// Redemption authorizer: does a balance cover a cost, and what the caller
// sees when it does or doesn't.

use crate::db::models::RedemptionRecord;

/// True iff the balance covers the cost.
pub fn can_redeem(balance: u64, cost: u64) -> bool {
    balance >= cost
}

/// Balance left after an authorized debit, or `None` when the balance
/// doesn't cover the cost. There is no partial debit.
pub fn debit(balance: u64, cost: u64) -> Option<u64> {
    if can_redeem(balance, cost) {
        Some(balance - cost)
    } else {
        None
    }
}

/// Result of one redemption attempt. A rejection is a normal value, not an
/// error: the caller shows a notice and nothing is mutated.
#[derive(Debug, Clone, PartialEq)]
pub enum RedemptionOutcome {
    Redeemed {
        record: RedemptionRecord,
        remaining: u64,
    },
    InsufficientBalance {
        balance: u64,
        cost: u64,
    },
    /// The gesture came from a dialog that has since closed, e.g. a second
    /// click landing after the first one already redeemed.
    DialogClosed,
}

impl RedemptionOutcome {
    pub fn is_redeemed(&self) -> bool {
        matches!(self, RedemptionOutcome::Redeemed { .. })
    }

    /// Inline notice for the user.
    pub fn notice(&self) -> String {
        match self {
            RedemptionOutcome::Redeemed { .. } => "Reward redeemed successfully!".to_string(),
            RedemptionOutcome::InsufficientBalance { balance, cost } => format!(
                "Not enough coins to redeem this reward (need {cost}, have {balance})"
            ),
            RedemptionOutcome::DialogClosed => {
                "This redemption is no longer available. Open the rewards dialog again."
                    .to_string()
            }
        }
    }
}

#[cfg(test)]
mod tests {
    use super::*;

    #[test]
    fn test_exact_balance_is_enough() {
        assert!(can_redeem(100, 100));
        assert_eq!(debit(100, 100), Some(0));
    }

    #[test]
    fn test_one_short_is_rejected() {
        assert!(!can_redeem(99, 100));
        assert_eq!(debit(99, 100), None);
    }

    #[test]
    fn test_free_reward_always_redeemable() {
        assert!(can_redeem(0, 0));
    }

    #[test]
    fn test_notice_mentions_shortfall() {
        let outcome = RedemptionOutcome::InsufficientBalance {
            balance: 99,
            cost: 100,
        };
        assert!(!outcome.is_redeemed());
        assert!(outcome.notice().starts_with("Not enough coins"));
    }
}
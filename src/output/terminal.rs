// Colored terminal output for the rewards card, the catalog and report lists.
//
// This module handles all terminal-specific formatting. The main.rs command
// handlers delegate here.

use std::collections::HashSet;

use colored::Colorize;

use crate::db::models::{DisplayStatus, Report};
use crate::rewards::calculator::RewardsSnapshot;
use crate::rewards::catalog::RewardCatalogEntry;
use crate::rewards::sponsor::{rescue_powered_by, PoweredBy};

/// Display the "Your Rewards" card.
pub fn display_rewards_card(snapshot: &RewardsSnapshot) {
    println!("\n{}", "=== Your Rewards ===".bold());
    println!(
        "{}",
        "Earn coins and badges by reporting incidents and volunteering to help".dimmed()
    );
    println!();
    println!(
        "  Coins: {}   Badges: {}   Level: {}   Rescues: {}",
        snapshot.coins.to_string().yellow().bold(),
        snapshot.badges.len().to_string().blue().bold(),
        snapshot.level.to_string().green().bold(),
        snapshot.rescues.to_string().magenta().bold(),
    );

    if !snapshot.badges.is_empty() {
        let names: Vec<String> = snapshot
            .badges
            .iter()
            .map(|b| format!("[{}]", b).cyan().to_string())
            .collect();
        println!("\n  Your badges: {}", names.join(" "));
    }
}

/// Display catalog entries with whether the balance covers each one.
pub fn display_catalog(entries: &[&RewardCatalogEntry], balance: Option<u64>) {
    println!("\n{}", "=== Redeem Rewards ===".bold());
    if let Some(coins) = balance {
        println!("  Available coins: {}", coins.to_string().yellow().bold());
    }
    println!();

    println!(
        "  {:<10} {:<26} {:>6}  {}",
        "Id".dimmed(),
        "Reward".dimmed(),
        "Cost".dimmed(),
        "Description".dimmed(),
    );
    println!("  {}", "-".repeat(78).dimmed());

    for entry in entries {
        let line = format!(
            "  {:<10} {:<26} {:>6}  {}",
            entry.id,
            entry.name,
            entry.cost,
            super::truncate_chars(entry.description, 34),
        );
        match balance {
            Some(coins) if coins < entry.cost => println!("{}", line.dimmed()),
            _ => println!("{line}"),
        }
    }
}

/// Display a report list with status and "Rescue Powered By" columns.
pub fn display_reports(reports: &[&Report], seen: &HashSet<String>, viewer_id: Option<&str>) {
    if reports.is_empty() {
        println!("No reports found. Import some with `straysaver import <file>`.");
        return;
    }

    println!(
        "\n{}",
        format!("=== Reports ({}) ===", reports.len()).bold()
    );
    println!();
    println!(
        "  {:<14} {:<12} {:<17} {:<20} {}",
        "Id".dimmed(),
        "Reported".dimmed(),
        "Status".dimmed(),
        "Powered by".dimmed(),
        "Volunteer".dimmed(),
    );
    println!("  {}", "-".repeat(78).dimmed());

    for report in reports {
        let status = crate::reports::display_status(report, seen);
        let powered_by = match rescue_powered_by(report, viewer_id) {
            None => "-".dimmed(),
            Some(PoweredBy::SelfRescue) => "Self".green(),
            Some(PoweredBy::Sponsor(sponsor)) => sponsor.name.cyan(),
        };
        println!(
            "  {:<14} {:<12} {:<17} {:<20} {}",
            super::truncate_chars(&report.id, 11),
            report.created_at.format("%Y-%m-%d").to_string(),
            colorize_status(status),
            powered_by,
            report.volunteer_id.as_deref().unwrap_or("-"),
        );
    }
}

/// Colorize a display status.
fn colorize_status(status: DisplayStatus) -> colored::ColoredString {
    match status {
        DisplayStatus::Waiting => status.as_str().yellow(),
        DisplayStatus::Seen => status.as_str().bright_blue(),
        DisplayStatus::InProgress => status.as_str().bright_magenta(),
        DisplayStatus::Resolved => status.as_str().green(),
    }
}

Work instruction> Tally the lines above that include the word "output"; answer with the total only.

Written answer> 2